American film producer (born 1941)

Morris Mike Medavoy (born January 21, 1941) is an American film producer and business executive. He co-founded Orion Pictures and currently serves as chairman and CEO of Phoenix Pictures. He previously held leadership roles at TriStar Pictures and United Artists.

==Early life==
Morris Mike Medavoy was born in Shanghai on January 21, 1941, to Michael Medavoy, a garage mechanic, and Dora Medavoy, a dress shop owner whose clientele included Chinese actresses. His parents were Russian-speaking Ukrainian Jews; his mother was born in Harbin to immigrants from Odesa, and his father was originally from Ukraine. He has a younger sister named Ronnie.

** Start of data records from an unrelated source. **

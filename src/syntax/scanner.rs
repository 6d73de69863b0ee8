use super::error::{Errors, Kind};
use super::source::{Location, SourceId, Span};

/// Code-point cursor over the text of one source.
///
/// Owns everything that crosses statement boundaries: the read
/// position, the bracket nesting depth and the recoverable-error sink.
/// Everything else in the core is reset per statement.
pub struct Scanner<'a> {
    text: &'a str,
    pos: usize,
    id: SourceId,
    depth: usize,
    line: usize,
    pub errors: Errors,
}

impl<'a> Scanner<'a> {
    pub fn new(id: SourceId, text: &'a str) -> Self {
        Self {
            text,
            pos: 0,
            id,
            depth: 0,
            line: 1,
            errors: Errors::new(),
        }
    }

    pub fn read(&mut self) -> Option<char> {
        let c = self.text[self.pos..].chars().next()?;
        self.pos += c.len_utf8();
        if c == '\n' {
            self.line += 1;
        }
        Some(c)
    }

    /// Non-consuming single code-point lookahead.
    pub fn peek(&self) -> Option<char> {
        self.text[self.pos..].chars().next()
    }

    pub fn peek_second(&self) -> Option<char> {
        let mut chars = self.text[self.pos..].chars();
        chars.next();
        chars.next()
    }

    pub fn offset(&self) -> usize {
        self.pos
    }

    pub fn line(&self) -> usize {
        self.line
    }

    /// Bracket nesting bookkeeping; a newline is a statement boundary
    /// only at depth zero.
    pub fn open(&mut self) {
        self.depth += 1;
    }

    pub fn close(&mut self) {
        self.depth = self.depth.saturating_sub(1);
    }

    pub fn depth(&self) -> usize {
        self.depth
    }

    pub fn location(&self, span: Span) -> Location {
        Location::new(self.id, span)
    }

    pub fn report(&mut self, kind: Kind, message: impl Into<String>, span: Span) {
        let location = Location::new(self.id, span);
        self.errors.report(kind, message, location);
    }

    pub fn error_count(&self) -> usize {
        self.errors.count()
    }
}

#[cfg(test)]
mod tests {
    use super::*;

    #[test]
    fn test_read_and_peek() {
        let mut scanner = Scanner::new(SourceId::synthetic(), "ab");
        assert_eq!(scanner.peek(), Some('a'));
        assert_eq!(scanner.peek_second(), Some('b'));
        assert_eq!(scanner.read(), Some('a'));
        assert_eq!(scanner.offset(), 1);
        assert_eq!(scanner.read(), Some('b'));
        assert_eq!(scanner.read(), None);
    }

    #[test]
    fn test_line_tracking() {
        let mut scanner = Scanner::new(SourceId::synthetic(), "a\nb");
        while scanner.read().is_some() {}
        assert_eq!(scanner.line(), 2);
    }

    #[test]
    fn test_depth_never_underflows() {
        let mut scanner = Scanner::new(SourceId::synthetic(), "");
        scanner.close();
        assert_eq!(scanner.depth(), 0);
    }
}
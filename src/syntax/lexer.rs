use super::error::Kind;
use super::operators::CONS;
use super::scanner::Scanner;
use super::style::Style;
use super::value::{Tag, Value};

/// One structural event or token from the stream. Exactly one variant
/// is produced per call to [`Lexer::next`]; `Eof` is terminal.
#[derive(Debug, Clone, PartialEq)]
pub enum Token {
    /// Newline at bracket depth zero; a statement boundary.
    EndOfLine,
    Open(Tag),
    Close(Tag),
    /// An identifier or operator spelling.
    Word(Tag),
    Literal(Value),
    Eof,
}

/// Operator spellings recognised with one code point of lookahead,
/// checked before the single-character fallback.
const TWO_CHAR: [&str; 9] = ["..", ">=", "<=", "!=", "==", "**", "++", "||", "&&"];

const OPERATOR_CHARS: &str = "+-*/%<>=!&|;^~@$?";

/// The configurable tokenizer. All surface-syntax decisions come from
/// the borrowed [`Style`]; the classification order below is fixed and
/// load-bearing.
pub struct Lexer<'a> {
    style: &'a Style,
}

impl<'a> Lexer<'a> {
    pub fn new(style: &'a Style) -> Self {
        Self { style }
    }

    pub fn next(&self, scan: &mut Scanner) -> Token {
        loop {
            let start = scan.offset();
            let c = match scan.read() {
                None => return Token::Eof,
                Some(c) => c,
            };

            if c == '\n' {
                if scan.depth() == 0 {
                    return Token::EndOfLine;
                }
                continue;
            }
            if c == '\r' || c == ',' || c.is_whitespace() {
                continue;
            }
            if self.at_comment(scan, c) {
                self.skip_comment(scan);
                continue;
            }
            if self.style.is_open(c) {
                scan.open();
                return Token::Open(Tag::from(c));
            }
            if self.style.is_close(c) {
                scan.close();
                return Token::Close(Tag::from(c));
            }
            if c == '"' {
                return self.read_string(scan, start);
            }
            if self.starts_number(scan, c) {
                return self.read_number(scan, c, start);
            }
            if c == self.style.key_value {
                return Token::Word(Tag::new(CONS));
            }
            if c == '.' {
                // `..` is the range operator; a bare dot re-emits as the
                // key-value operator token.
                if scan.peek() == Some('.') {
                    scan.read();
                    return Token::Word(Tag::new(".."));
                }
                return Token::Word(Tag::new(CONS));
            }
            if OPERATOR_CHARS.contains(c) {
                if let Some(p) = scan.peek() {
                    let mut pair = c.to_string();
                    pair.push(p);
                    if TWO_CHAR.contains(&pair.as_str()) {
                        scan.read();
                        return Token::Word(Tag(pair));
                    }
                }
                return Token::Word(Tag::from(c));
            }
            if c == '_' || c.is_alphabetic() {
                return self.read_word(scan, c);
            }

            if c.is_control() {
                scan.report(
                    Kind::Lexical,
                    format!("control character U+{:04X} in input", c as u32),
                    start..scan.offset(),
                );
            } else {
                scan.report(
                    Kind::Lexical,
                    format!("unrecognized character `{}`", c),
                    start..scan.offset(),
                );
            }
        }
    }

    fn at_comment(&self, scan: &Scanner, c: char) -> bool {
        let mut marker = self.style.comment.chars();
        match marker.next() {
            Some(first) if first == c => match marker.next() {
                None => true,
                Some(second) => scan.peek() == Some(second),
            },
            _ => false,
        }
    }

    fn skip_comment(&self, scan: &mut Scanner) {
        // Leave the newline in the stream; it is the statement boundary.
        while let Some(c) = scan.peek() {
            if c == '\n' {
                break;
            }
            scan.read();
        }
    }

    fn starts_number(&self, scan: &Scanner, c: char) -> bool {
        if c.is_ascii_digit() {
            return true;
        }
        (c == '-' || c == '.')
            && self.style.signed_numbers
            && scan.peek().map_or(false, |d| d.is_ascii_digit())
    }

    /// Greedy scan: a maximal digit run across at most one decimal
    /// point. Overflow yields a zero literal plus a reported error
    /// rather than aborting the stream.
    fn read_number(&self, scan: &mut Scanner, first: char, start: usize) -> Token {
        let mut text = String::new();
        text.push(first);
        let mut seen_dot = first == '.';

        loop {
            match scan.peek() {
                Some(d) if d.is_ascii_digit() => {
                    text.push(d);
                    scan.read();
                }
                // Consume the dot as a decimal point unless it starts
                // the `..` operator.
                Some('.') if !seen_dot && scan.peek_second() != Some('.') => {
                    seen_dot = true;
                    text.push('.');
                    scan.read();
                }
                _ => break,
            }
        }

        if seen_dot {
            match text.parse::<f64>() {
                Ok(v) => Token::Literal(Value::Float(v)),
                Err(_) => {
                    scan.report(
                        Kind::Lexical,
                        format!("malformed number `{}`", text),
                        start..scan.offset(),
                    );
                    Token::Literal(Value::Float(0.0))
                }
            }
        } else {
            match text.parse::<i64>() {
                Ok(v) => Token::Literal(Value::Int(v)),
                Err(_) => {
                    scan.report(
                        Kind::Lexical,
                        format!("integer literal `{}` out of range", text),
                        start..scan.offset(),
                    );
                    Token::Literal(Value::Int(0))
                }
            }
        }
    }

    /// C-style escapes; an unrecognised escape passes the character
    /// through unchanged. An unterminated string is recoverable and
    /// emits what was read.
    fn read_string(&self, scan: &mut Scanner, start: usize) -> Token {
        let mut text = String::new();

        loop {
            match scan.read() {
                None => {
                    scan.report(Kind::Lexical, "unterminated string", start..scan.offset());
                    return Token::Literal(Value::String(text));
                }
                Some('"') => return Token::Literal(Value::String(text)),
                Some('\\') => match scan.read() {
                    None => {
                        scan.report(Kind::Lexical, "unterminated string", start..scan.offset());
                        return Token::Literal(Value::String(text));
                    }
                    Some('n') => text.push('\n'),
                    Some('r') => text.push('\r'),
                    Some('t') => text.push('\t'),
                    Some(other) => text.push(other),
                },
                Some(c) => text.push(c),
            }
        }
    }

    fn read_word(&self, scan: &mut Scanner, first: char) -> Token {
        let mut word = String::new();
        word.push(first);
        while let Some(c) = scan.peek() {
            if c == '_' || c.is_alphanumeric() {
                word.push(c);
                scan.read();
            } else {
                break;
            }
        }

        // Reserved float spellings come before identifier classification.
        match word.as_str() {
            "NaN" => return Token::Literal(Value::Float(f64::NAN)),
            "Inf" => return Token::Literal(Value::Float(f64::INFINITY)),
            _ => {}
        }
        if let Some(v) = self.style.boolean(&word) {
            return Token::Literal(Value::Bool(v));
        }
        Token::Word(Tag(word))
    }
}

The Medavoy family lived in Chile from 1947 to 1957, where Medavoy attended the Liceo Valentín Letelier de Santiago. They later moved to Los Angeles and lived with a relative. Medavoy became a U.S. citizen in 1963, the same year he graduated from UCLA. He joined the U.S. Army Reserve in 1963 and served at Fort Ord in California until 1969.

==Career==
===Early work===
In 1964, Mike Medavoy began his career in the mailroom at Universal Studios. The following year, he became an agent at the General Artists Corporation and later joined Creative Management Associates (CMA). In 1967, he was appointed vice president of CMA’s motion picture department, where he worked with emerging filmmakers including Steven Spielberg and Francis Ford Coppola. In 1970, he moved to the International Famous Agency.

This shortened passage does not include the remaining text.